The plant, designed to deliver 140 GWhe per year of renewable energy, sufficient to meet the needs of about 50,000 families, will consume approximately 200,000 tonnes/year of wood chips. These will come mainly from poplar trees grown according to the short rotation forestry (SRF) formula, defined as high-density plantations of fast-growing species to be used for energy conversion. Taking into account the carbon capture cycle of its raw materials, the Olevano plant will reduce atmospheric emissions of by more than 100,000 tonnes/year by replacing electricity generated from fossil fuels.

==History==
Located centrally in Lomellina, near the right bank of the Agogna, the village belonged to the Counts of Lomello. Some of them took up residence here and therefore received a title from the place. The feudal vassals, named thus Counts of Olevano, settled in an imposing, multi-towered castle probably built in the twelfth century, as we know that it was destroyed for the first time by Frederick Barbarossa. A second fortress was razed to the ground in 1404 by Facino Cane. A third reconstruction was finished in 1420.

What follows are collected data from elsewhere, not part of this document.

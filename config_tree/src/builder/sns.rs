//! Same-name-sibling bookkeeping.
//!
//! Siblings sharing a name are indexed `1..=n` with no gaps. Removing one
//! shifts every later sibling down by one.

use indexmap::IndexMap;

use crate::configuration::ConfigurationNode;
use crate::model::ModelItem;
use crate::path::PathSegment;

/// Returns `true` when `key` belongs to a run of two or more same-name
/// siblings.
pub(super) fn is_same_name_sibling(parent: &ConfigurationNode, key: &PathSegment) -> bool {
    key.index() > 1 || parent.child_at(&key.with_index(2)).is_some()
}

/// Physically removes the sibling at `key` and renumbers the ones after it.
pub(super) fn remove_and_renumber(parent: &mut ConfigurationNode, key: &PathSegment) {
    let parent_path = parent.path().clone();
    let children = std::mem::take(parent.children_mut());
    let mut renumbered = IndexMap::with_capacity(children.len());
    for (segment, mut child) in children {
        if segment == *key {
            continue;
        }
        if segment.name() == key.name() && segment.index() > key.index() {
            let shifted = segment.with_index(segment.index() - 1);
            child.relocate(&parent_path, shifted.clone());
            renumbered.insert(shifted, child);
        } else {
            renumbered.insert(segment, child);
        }
    }
    parent.replace_children(renumbered);
}

/// Drops every sibling named `name` except the first.
///
/// The dropped siblings are not recorded as deletions.
pub(super) fn keep_only_first(parent: &mut ConfigurationNode, name: &str) {
    parent
        .children_mut()
        .retain(|segment, _| segment.name() != name || segment.index() == 1);
}

#[cfg(test)]
mod tests {
    use rstest::rstest;

    use super::{is_same_name_sibling, keep_only_first, remove_and_renumber};
    use crate::configuration::ConfigurationNode;
    use crate::model::ModelItem;
    use crate::path::{NodePath, PathSegment};

    fn parent_with(names: &[&str]) -> ConfigurationNode {
        let mut parent = ConfigurationNode::new_root();
        for name in names {
            let segment = PathSegment::from(*name).force_index();
            let child = ConfigurationNode::new_child(&NodePath::root(), &segment, None);
            parent.children_mut().insert(segment, child);
        }
        parent
    }

    #[rstest]
    #[case(&["a"], "a", false)]
    #[case(&["a", "a[2]"], "a", true)]
    #[case(&["a", "a[2]"], "a[2]", true)]
    #[case(&["a", "b"], "b", false)]
    fn detects_same_name_siblings(#[case] names: &[&str], #[case] key: &str, #[case] expected: bool) {
        let parent = parent_with(names);
        let segment = PathSegment::from(key).force_index();
        assert_eq!(is_same_name_sibling(&parent, &segment), expected);
    }

    #[test]
    fn removal_shifts_later_siblings_down() {
        let mut parent = parent_with(&["a", "b", "a[2]", "a[3]"]);
        remove_and_renumber(&mut parent, &PathSegment::from("a[2]").force_index());
        assert_eq!(parent.child_names(), ["a[1]", "b[1]", "a[2]"]);
        let renumbered = parent.child("a[2]").expect("renumbered sibling");
        assert_eq!(renumbered.name(), "a[2]");
        assert_eq!(renumbered.path().to_string(), "/a[2]");
    }

    #[test]
    fn removing_the_first_sibling_promotes_the_second() {
        let mut parent = parent_with(&["a", "a[2]"]);
        remove_and_renumber(&mut parent, &PathSegment::from("a").force_index());
        assert_eq!(parent.child_names(), ["a[1]"]);
        assert_eq!(
            parent.child("a").map(|node| node.path().to_string()),
            Some(String::from("/a"))
        );
    }

    #[test]
    fn keeping_only_the_first_sibling_leaves_others_alone() {
        let mut parent = parent_with(&["a", "a[2]", "b", "a[3]"]);
        keep_only_first(&mut parent, "a");
        assert_eq!(parent.child_names(), ["a[1]", "b[1]"]);
    }
}
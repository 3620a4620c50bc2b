//! Well-known names used by the merge rules.

/// Property naming a node's primary type.
pub const JCR_PRIMARY_TYPE: &str = "jcr:primaryType";

/// Property listing a node's mixin types.
pub const JCR_MIXIN_TYPES: &str = "jcr:mixinTypes";

/// Property carrying a node's identifier.
pub const JCR_UUID: &str = "jcr:uuid";

/// Primary type of the root node.
pub const ROOT_PRIMARY_TYPE: &str = "rep:root";

/// Mixin carried by the root node.
pub const ROOT_MIXIN: &str = "mix:referenceable";

/// Fixed identifier of the root node.
pub const ROOT_UUID: &str = "cafebabe-cafe-babe-cafe-babecafebabe";

/// Translations tree, whose values are routinely re-declared.
pub const TRANSLATIONS_PATH: &str = "/hippo:configuration/hippo:translations";

/// Auto-export module configuration, which updates itself.
pub const AUTOEXPORT_CONFIG_PATH: &str = "/hippo:configuration/hippo:modules/autoexport";

/// Prefix of environment variables read by [`crate::settings::BuilderSettings::load`].
pub const SETTINGS_ENV_PREFIX: &str = "CONFIG_TREE_";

Part of the feud was given to the Attendolo-Bologninis by emperor Frederick III in 1469. In 1551 it passed down to the Beccarias for a short time. In 1557 the castle was once more nearly destroyed by the French troops, but a new fortified building sprang up from those ruins and was attacked for the last time in 1745 by the Austrian army. The first drastic changes followed and the edifice was transformed in appearance and lay-out. More alterations from the following century, and the first decades of the present one, have given the building its final appearance, which can be observed nowadays.